(Provided data Opens)
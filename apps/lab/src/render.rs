//! Plain-text rendering of lab snapshots.

use std::fmt::Write as _;

use catalog::{ExperimentDefinition, LabCatalog};
use lab_core::{
    CompletedQuiz, GoalBoard, GuidedExperimentStepper, MathPuzzle, MixReaction, MixState,
    ParentSummary, PuzzleVerdict, QuizReview, ScreenEvent, StepTransition, StepperState,
};
use serde::Serialize;
use shared::domain::{Quiz, QuizVerdict, ReagentId};

fn reagent_name<'a>(catalog: &'a LabCatalog, id: &'a ReagentId) -> &'a str {
    catalog
        .reagent(id)
        .map(|reagent| reagent.name.as_str())
        .unwrap_or(id.as_str())
}

pub fn catalog_listing(catalog: &LabCatalog) -> String {
    let mut out = String::from("Experiments:\n");
    for experiment in catalog.experiments() {
        let mut kinds = Vec::new();
        if experiment.has_mix_lab() {
            kinds.push("mix lab");
        }
        if experiment.has_steps() {
            kinds.push("guided steps");
        }
        let _ = writeln!(
            out,
            "  {:<20} {} ({}) [{}]",
            experiment.id,
            experiment.title,
            experiment.subject,
            kinds.join(", ")
        );
    }
    out.push_str("Reagents:\n");
    for reagent in catalog.reagents() {
        let _ = writeln!(out, "  {:<20} {} ({})", reagent.id, reagent.name, reagent.color);
    }
    out
}

pub fn experiment_sheet(catalog: &LabCatalog, experiment: &ExperimentDefinition) -> String {
    let mut out = String::new();
    let _ = writeln!(out, "{} [{}]", experiment.title, experiment.subject);
    if !experiment.storyline.is_empty() {
        let _ = writeln!(out, "\n{}", experiment.storyline);
    }
    if !experiment.materials.is_empty() {
        let _ = writeln!(out, "\nMaterials:");
        for material in &experiment.materials {
            let _ = writeln!(out, "  - {material}");
        }
    }
    if !experiment.instructions.is_empty() {
        let _ = writeln!(out, "\nInstructions:");
        for (idx, line) in experiment.instructions.iter().enumerate() {
            let _ = writeln!(out, "  {}. {line}", idx + 1);
        }
    }
    if experiment.has_steps() {
        let _ = writeln!(out, "\nSteps:");
        for step in &experiment.steps {
            let _ = writeln!(
                out,
                "  {}. {:<14} {} -> {} ({:.0}%)",
                step.ordinal, step.action, step.label, step.content, step.progress_percent
            );
        }
    }
    if experiment.has_mix_lab() {
        let names: Vec<&str> = experiment
            .palette
            .iter()
            .map(|id| reagent_name(catalog, id))
            .collect();
        let _ = writeln!(out, "\nOn the bench: {}", names.join(", "));
    }
    out
}

pub fn mix_state(catalog: &LabCatalog, state: &MixState) -> String {
    if state.is_empty() {
        return "Beaker: empty. Drop ingredients here!".to_string();
    }
    let names: Vec<&str> = state
        .reagents()
        .iter()
        .map(|id| reagent_name(catalog, id))
        .collect();
    let mut effects = vec![state.color().to_string()];
    if let Some(animation) = state.animation() {
        effects.push(format!("{animation:?}").to_ascii_lowercase());
    }
    if state.bubbles() {
        effects.push("bubbles".to_string());
    }

    let mut out = format!("Beaker: {} [{}]", names.join(" + "), effects.join(", "));
    if matches!(state.reaction(), MixReaction::Matched { .. }) {
        out.push_str("\nReaction complete! ");
    } else {
        out.push('\n');
    }
    out.push_str(state.result_text());
    if let Some(quiz) = state.quiz() {
        out.push('\n');
        out.push_str(&quiz_card("mix", quiz));
    }
    out
}

pub fn stepper_state(experiment: &ExperimentDefinition, state: &StepperState) -> String {
    let stepper = GuidedExperimentStepper::new(experiment);
    let mut out = format!(
        "Step {}/{} ({:.0}%) | contents: {}",
        state.current_step(),
        state.total_steps(),
        state.progress_percent(),
        state.content()
    );
    match stepper.next_action(state) {
        Some(next) => {
            let _ = write!(out, " | next: {next}");
        }
        None => {
            if let Some(text) = state.result_text() {
                let _ = write!(out, "\n{text}");
            }
            if let Some(quiz) = state.quiz() {
                out.push('\n');
                out.push_str(&quiz_card("experiment", quiz));
            }
        }
    }
    out
}

fn quiz_card(source: &str, quiz: &Quiz) -> String {
    let mut out = format!("Quiz ({source}): {}", quiz.question);
    for (idx, option) in quiz.options.iter().enumerate() {
        let _ = write!(out, "\n  {}. {option}", idx + 1);
    }
    out
}

pub fn screen_event(
    catalog: &LabCatalog,
    experiment: &ExperimentDefinition,
    event: &ScreenEvent,
) -> String {
    match event {
        ScreenEvent::MixUpdated { state, advisory } => match advisory {
            Some(advisory) => advisory.message(),
            None => mix_state(catalog, state),
        },
        ScreenEvent::StepperUpdated { state, transition } => match transition {
            StepTransition::Ignored { .. } => "Nothing happens. Try another step.".to_string(),
            _ => stepper_state(experiment, state),
        },
        ScreenEvent::QuizAnswered { verdict, .. } => match verdict {
            QuizVerdict::Correct => "🎉 Correct!".to_string(),
            QuizVerdict::Incorrect { correct_option } => {
                format!("❌ Not quite. The answer was option {}.", correct_option + 1)
            }
            QuizVerdict::InvalidChoice => "That option is not on the card.".to_string(),
        },
        ScreenEvent::Advisory(advisory) => advisory.message(),
    }
}

pub fn quiz_review(review: &QuizReview, subject: Option<&str>) -> String {
    let quizzes: Vec<&CompletedQuiz> = match subject {
        Some(subject) => review.by_subject(subject).collect(),
        None => review.quizzes().iter().collect(),
    };
    if quizzes.is_empty() {
        return "No completed quizzes.".to_string();
    }
    let mut out = String::new();
    for quiz in &quizzes {
        let _ = writeln!(
            out,
            "{} | {} / {} | {}/{} ({:.0}%) on {}",
            quiz.title,
            quiz.subject,
            quiz.chapter,
            quiz.score(),
            quiz.total(),
            quiz.percentage(),
            quiz.completed_at
        );
        for missed in quiz.missed() {
            let _ = writeln!(
                out,
                "  missed: {} (you chose {}, answer {})\n    {}",
                missed.question,
                missed.selected_answer().unwrap_or("-"),
                missed.correct_answer().unwrap_or("-"),
                missed.explanation
            );
        }
    }
    let _ = write!(out, "Average: {:.0}%", QuizReview::average_of(quizzes.iter().copied()));
    out
}

pub fn goal_board(board: &GoalBoard) -> String {
    let mut out = format!(
        "Daily goals: {}/{} ({:.0}%) | {} day streak!",
        board.completed_count(),
        board.goals().len(),
        board.progress_percent(),
        board.streak_days()
    );
    for goal in board.goals() {
        let mark = if goal.completed { "x" } else { " " };
        let _ = write!(out, "\n  [{mark}] {}. {}", goal.id, goal.title);
    }
    out
}

/// JSON payload for `lab goals --json`; ids that matched no goal travel with the board.
#[derive(Debug, Serialize)]
pub struct GoalsReport<'a> {
    pub board: &'a GoalBoard,
    pub unknown_ids: &'a [u32],
}

pub fn goal_board_json(board: &GoalBoard, unknown_ids: &[u32]) -> serde_json::Result<String> {
    serde_json::to_string_pretty(&GoalsReport { board, unknown_ids })
}

pub fn puzzle_card(puzzle: &MathPuzzle) -> String {
    format!("Solve: {}", puzzle.equation)
}

pub fn puzzle_verdict(answer: &str, verdict: PuzzleVerdict, next: &MathPuzzle) -> String {
    match verdict {
        PuzzleVerdict::Correct => format!("{} is correct! Next: {}", answer.trim(), next.equation),
        PuzzleVerdict::Incorrect => {
            format!("{} is not right, try again: {}", answer.trim(), next.equation)
        }
        PuzzleVerdict::Blank => format!("Enter a number for {}", next.equation),
    }
}

pub fn parent_summary(summary: &ParentSummary) -> String {
    let mut out = format!(
        "Quiz performance: {:.0}% | goals {}/{} ({:.0}%) | {} day streak",
        summary.quiz_performance,
        summary.goals_completed,
        summary.goals_total,
        summary.goal_progress,
        summary.streak_days
    );
    for subject in &summary.subjects {
        let _ = write!(
            out,
            "\n  {}: {:.0}% over {} quiz(zes)",
            subject.subject, subject.average_percentage, subject.quizzes
        );
    }
    for suggestion in &summary.suggestions {
        let _ = write!(out, "\n  * {suggestion}");
    }
    out
}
(Provided data Closes)
Your goal.
A complete answer reproduces every line of the records in which the word "Incorrect" occurs.

Finished exercise.
            QuizVerdict::Incorrect { correct_option } => {
        PuzzleVerdict::Incorrect => {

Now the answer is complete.